Set down exactly the lines below between the line holding "Writes output files" and the line holding "use crate::utils::error::AggregationError;", inclusive; no other line belongs in the answer.

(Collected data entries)
══════════

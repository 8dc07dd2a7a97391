//! Analyze command implementation.
//!
//! The analyze command:
//! 1. Extracts per-packet signals from the capture
//! 2. Detects aggregation bursts
//! 3. Bins the run-lengths into histogram buckets
//! 4. Renders the chart
//! 5. Writes output files

use super::models::AnalyzeArgs;
use crate::aggregator::{aggregate, bin, validate_max_shown, TimeGapStrategy};
use crate::output::{ensure_output_dir, output_file_path, write_html, write_report, write_svg};
use crate::parser::{extract_signals, to_report};
use crate::plot::{generate_histogram_svg, generate_text_summary};
use crate::utils::error::AggregationError;
use anyhow::{Context, Result};
use log::{debug, info};
use std::path::PathBuf;
use std::time::Instant;

/// Execute the analyze command
///
/// **Public** - main entry point called from main.rs
///
/// # Returns
/// Paths of the files written, in SVG, HTML, JSON order
///
/// # Errors
/// * Missing or unreadable capture
/// * Empty capture (no packets to aggregate)
/// * Missing output directory or file write errors
pub fn execute_analyze(args: &AnalyzeArgs) -> Result<Vec<PathBuf>> {
    let start_time = Instant::now();

    info!("Starting analysis of: {}", args.input.display());

    // Fail before parsing anything if the outputs cannot be written
    if args.write_svg || args.write_html || args.write_json {
        ensure_output_dir(&args.output_dir).context("Invalid output directory")?;
    }

    // Step 1: Extract signals
    info!("Step 1/5: Extracting packet signals...");
    let signals = extract_signals(&args.input, args.signal_mode)
        .with_context(|| format!("Failed to read capture {}", args.input.display()))?;

    if signals.is_empty() {
        return Err(AggregationError::EmptySignals)
            .with_context(|| format!("Capture {} holds no packets", args.input.display()));
    }

    // Step 2: Detect bursts
    info!("Step 2/5: Detecting aggregation bursts from {}...", signals.kind());
    let time_gap = TimeGapStrategy::with_threshold(args.gap_threshold_us)
        .context("Invalid gap threshold")?;
    let distribution = aggregate(&signals, &time_gap);

    info!("Distribution: {}", distribution.summary());

    // Step 3: Bin
    info!("Step 3/5: Binning run lengths...");
    let histogram = bin(&distribution, args.max_shown).context("Failed to bin run lengths")?;

    debug!(
        "Histogram: {} buckets, overflow {:?}",
        histogram.len(),
        histogram.overflow().map(|b| b.count)
    );

    // Step 4: Render chart
    let svg_content = if args.write_svg || args.write_html {
        info!("Step 4/5: Rendering histogram chart...");
        Some(
            generate_histogram_svg(&histogram, &distribution, Some(&args.chart_config))
                .context("Failed to render histogram")?,
        )
    } else {
        info!("Step 4/5: Skipping chart rendering (not requested)");
        None
    };

    // Step 5: Write outputs
    info!("Step 5/5: Writing output files...");
    let mut written = Vec::new();

    if let Some(svg) = &svg_content {
        if args.write_svg {
            let path = output_file_path(&args.output_dir, &args.name, "svg");
            write_svg(svg, &path).context("Failed to write SVG chart")?;
            info!("✓ Saved {}", path.display());
            written.push(path);
        }

        if args.write_html {
            let path = output_file_path(&args.output_dir, &args.name, "html");
            write_html(&args.name, svg, &path).context("Failed to write HTML page")?;
            info!("✓ Saved {}", path.display());
            written.push(path);
        }
    }

    if args.write_json {
        let report = to_report(
            &args.name,
            &args.input.display().to_string(),
            signals.kind().strategy_name(),
            &distribution,
            &histogram,
        )
        .context("Failed to build report")?;

        let path = output_file_path(&args.output_dir, &args.name, "json");
        write_report(&report, &path).context("Failed to write JSON report")?;
        info!("✓ Saved {}", path.display());
        written.push(path);
    }

    if args.print_summary {
        println!("\n{}", "=".repeat(80));
        println!("AGGREGATION SUMMARY: {}", args.name);
        println!("{}", "=".repeat(80));
        println!("Capture:  {}", args.input.display());
        println!("Strategy: {}", signals.kind().strategy_name());
        println!("\n{}", generate_text_summary(&histogram, &distribution));
        println!("{}", "=".repeat(80));
    }

    let elapsed = start_time.elapsed();
    info!("Analysis completed in {:.2}s", elapsed.as_secs_f64());

    Ok(written)
}

/// Validate analyze arguments
///
/// **Public** - can be called before execute_analyze for early validation
pub fn validate_args(args: &AnalyzeArgs) -> Result<()> {
    if args.input.as_os_str().is_empty() {
        anyhow::bail!("Input file cannot be empty");
    }

    if args.name.is_empty() {
        anyhow::bail!("Name cannot be empty");
    }

    if args.name.contains(['/', '\\']) {
        anyhow::bail!("Name is used as a file name and cannot contain path separators");
    }

    if let Some(max_shown) = args.max_shown {
        validate_max_shown(max_shown).context("The value of -m or --max should be greater than 0")?;
    }

    TimeGapStrategy::with_threshold(args.gap_threshold_us).context("Invalid --gap-us value")?;

    if !(args.write_svg || args.write_html || args.write_json || args.print_summary) {
        anyhow::bail!("Nothing to do: every output is disabled");
    }

    Ok(())
}

#[cfg(test)]
mod tests {
    use super::*;

    fn valid_args() -> AnalyzeArgs {
        AnalyzeArgs {
            input: PathBuf::from("capture.json"),
            ..Default::default()
        }
    }

    #[test]
    fn test_validate_args_valid() {
        assert!(validate_args(&valid_args()).is_ok());
    }

    #[test]
    fn test_validate_args_max_shown_zero() {
        let args = AnalyzeArgs {
            max_shown: Some(0),
            ..valid_args()
        };
        assert!(validate_args(&args).is_err());
    }

    #[test]
    fn test_validate_args_no_max() {
        let args = AnalyzeArgs {
            max_shown: None,
            ..valid_args()
        };
        assert!(validate_args(&args).is_ok());
    }

    #[test]
    fn test_validate_args_name_with_separator() {
        let args = AnalyzeArgs {
            name: "../escape".to_string(),
            ..valid_args()
        };
        assert!(validate_args(&args).is_err());
    }

    #[test]
    fn test_validate_args_nothing_to_do() {
        let args = AnalyzeArgs {
            write_svg: false,
            write_html: false,
            write_json: false,
            ..valid_args()
        };
        assert!(validate_args(&args).is_err());
    }
}
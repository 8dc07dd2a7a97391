//! CLI command implementations.
//!
//! Each command is implemented in its own module.
//! Commands orchestrate the various library components to perform user tasks.

pub mod analyze;
pub mod models;
pub mod utils;

// Re-export main command functions
pub use analyze::{execute_analyze, validate_args};
pub use models::{AnalyzeArgs, AnalyzeOverrides};
pub use utils::{display_schema, display_version, validate_report_file};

══════════

## [Result for this exercise]
//! 5. Writes output files

use super::models::AnalyzeArgs;
use crate::aggregator::{aggregate, bin, validate_max_shown, TimeGapStrategy};
use crate::output::{ensure_output_dir, output_file_path, write_html, write_report, write_svg};
use crate::parser::{extract_signals, to_report};
use crate::plot::{generate_histogram_svg, generate_text_summary};
use crate::utils::error::AggregationError;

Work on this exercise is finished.